Used every day to treat both people and animals, antibiotics have played a decisive role in improving public health. Yet once administered, part of these substances inevitably ends up in the environment. Through urban wastewater, sewage or residues from livestock farming, they can reach rivers, lakes, seas and groundwater, where they may persist for long periods and interact with aquatic ecosystems. This issue is the focus of a review carried out by researchers at the Istituto Zooprofilattico Sperimentale dell’Abruzzo e del Molise (IZSAM), published in the journal Science of the Total Environment.

The review examined 6,305 concentration measurements from 101 studies conducted over the past decade across six continents and 76 countries, outlining a global picture of antibiotic contamination in aquatic environments. In total, 142 molecules were considered, including degradation products, belonging to 15 classes of antibiotics, from penicillins and tetracyclines to macrolides and quinolones. The findings show that antibiotic residues are widespread across all continents, though their concentrations and distribution vary greatly between regions.

"Our analysis gathered and compared data produced by more than ten years of research - says Roberta Rosato, researcher at the Food Chemistry and Drug Residues Unit, IZSAM - providing an overview of antibiotic concentrations in water and the differences between regions and types of aquatic environments. In particular, developing countries showed higher concentrations, a consequence of limited or absent national policies aimed at tackling water pollution from emerging contaminants, and of low awareness regarding the responsible use of antibiotics and wastewater management. However, much remains to be done. Many areas are still poorly studied, and the limited monitoring of certain molecules seems linked to the lack of reference materials and analytical methods."

The presence of antibiotics in aquatic ecosystems is not only an indicator of pollution but can also trigger profound consequences. Even at low concentrations, these substances can alter the balance of microbial communities and favour the selection of resistant bacteria, which find in the environment ideal conditions to spread their resistance genes. Through food chains and contact with humans or animals, this mechanism may contribute to the global spread of antimicrobial resistance, one of the most serious public health threats of our time.
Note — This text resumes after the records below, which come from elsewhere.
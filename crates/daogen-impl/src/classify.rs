// SPDX-FileCopyrightText: 2025-2026 RAprogramm <andrey.rozanov.vl@gmail.com>
// SPDX-License-Identifier: MIT

//! Method classifier.
//!
//! Turns one [`Method`] into exactly one [`Category`] with everything the
//! category's binder needs already resolved: bound templates, entities,
//! result shapes, return modes. Every check that can fail happens here, so
//! binders never fail except on helper collisions.
//!
//! # Concurrency support
//!
//! | Category | Direct | Future | Suspend | Stream |
//! |----------|:------:|:------:|:-------:|:------:|
//! | read query | ✓ | ✓ | ✓ | ✓ |
//! | raw query | ✓ | ✓ | ✓ | ✓ |
//! | write query | ✓ | ✓ | ✓ | |
//! | shortcuts | ✓ | ✓ | ✓ | |
//! | transaction | ✓ | ✓ | ✓ | |
//! | delegate | ✓ | | | |
//!
//! A streaming raw query must name the tables it observes; its statement is
//! only known at run time, so nothing could trigger a re-run otherwise.

use syn::Type;

use crate::{
    bind::{self, BoundTemplate},
    error::GenerateError,
    model::{
        Concurrency, ConflictPolicy, Entity, InterfaceModel, Method, MethodKind, Parameter,
        ResultShape, RowShape, ShortcutTarget
    },
    naming,
    sql::StatementKind,
    types
};

/// How many rows a read yields.
#[derive(Debug, Clone, Copy, PartialEq, Eq)]
pub enum Multiplicity {
    /// First row; zero rows is an error.
    Single,

    /// First row or `None`.
    Optional,

    /// Every row.
    List
}

/// Resolved row type.
#[derive(Debug, Clone)]
pub enum Row<'a> {
    /// Entity read through its row adapter.
    Entity(&'a Entity),

    /// First column read with `FromValue`.
    Scalar(Type)
}

/// Resolved result shape.
#[derive(Debug, Clone)]
pub struct Shape<'a> {
    /// Row count.
    pub multiplicity: Multiplicity,

    /// Row type.
    pub row: Row<'a>,

    /// Declared value type.
    pub value: Type
}

/// Read query payload.
#[derive(Debug, Clone)]
pub struct Read<'a> {
    /// Bound template.
    pub query:          BoundTemplate<'a>,
    /// Result shape.
    pub shape:          Shape<'a>,
    /// Observed tables.
    pub tables:         Vec<String>,
    /// Run inside a transaction.
    pub in_transaction: bool
}

/// What a write query returns.
#[derive(Debug, Clone)]
pub enum WriteResult {
    /// Nothing.
    Unit,

    /// Affected rows, cast to the declared integer type.
    Count(Type),

    /// Row id of an `INSERT`.
    RowId
}

/// Write query payload.
#[derive(Debug, Clone)]
pub struct Write<'a> {
    /// Bound template.
    pub query:  BoundTemplate<'a>,
    /// Return mode.
    pub result: WriteResult,
    /// Tables the statement writes or reads.
    pub tables: Vec<String>
}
"Understanding where, how much and in what form these substances accumulate is essential to develop effective prevention strategies - Rosato continues - The spread of antibiotics in water is a silent yet concrete threat, closely linking the health of ecosystems to that of animals and humans. This is why research must increasingly focus on more sensitive monitoring methods and on targeted, integrated solutions that bring together healthcare, environmental protection and production chains in a One Health perspective."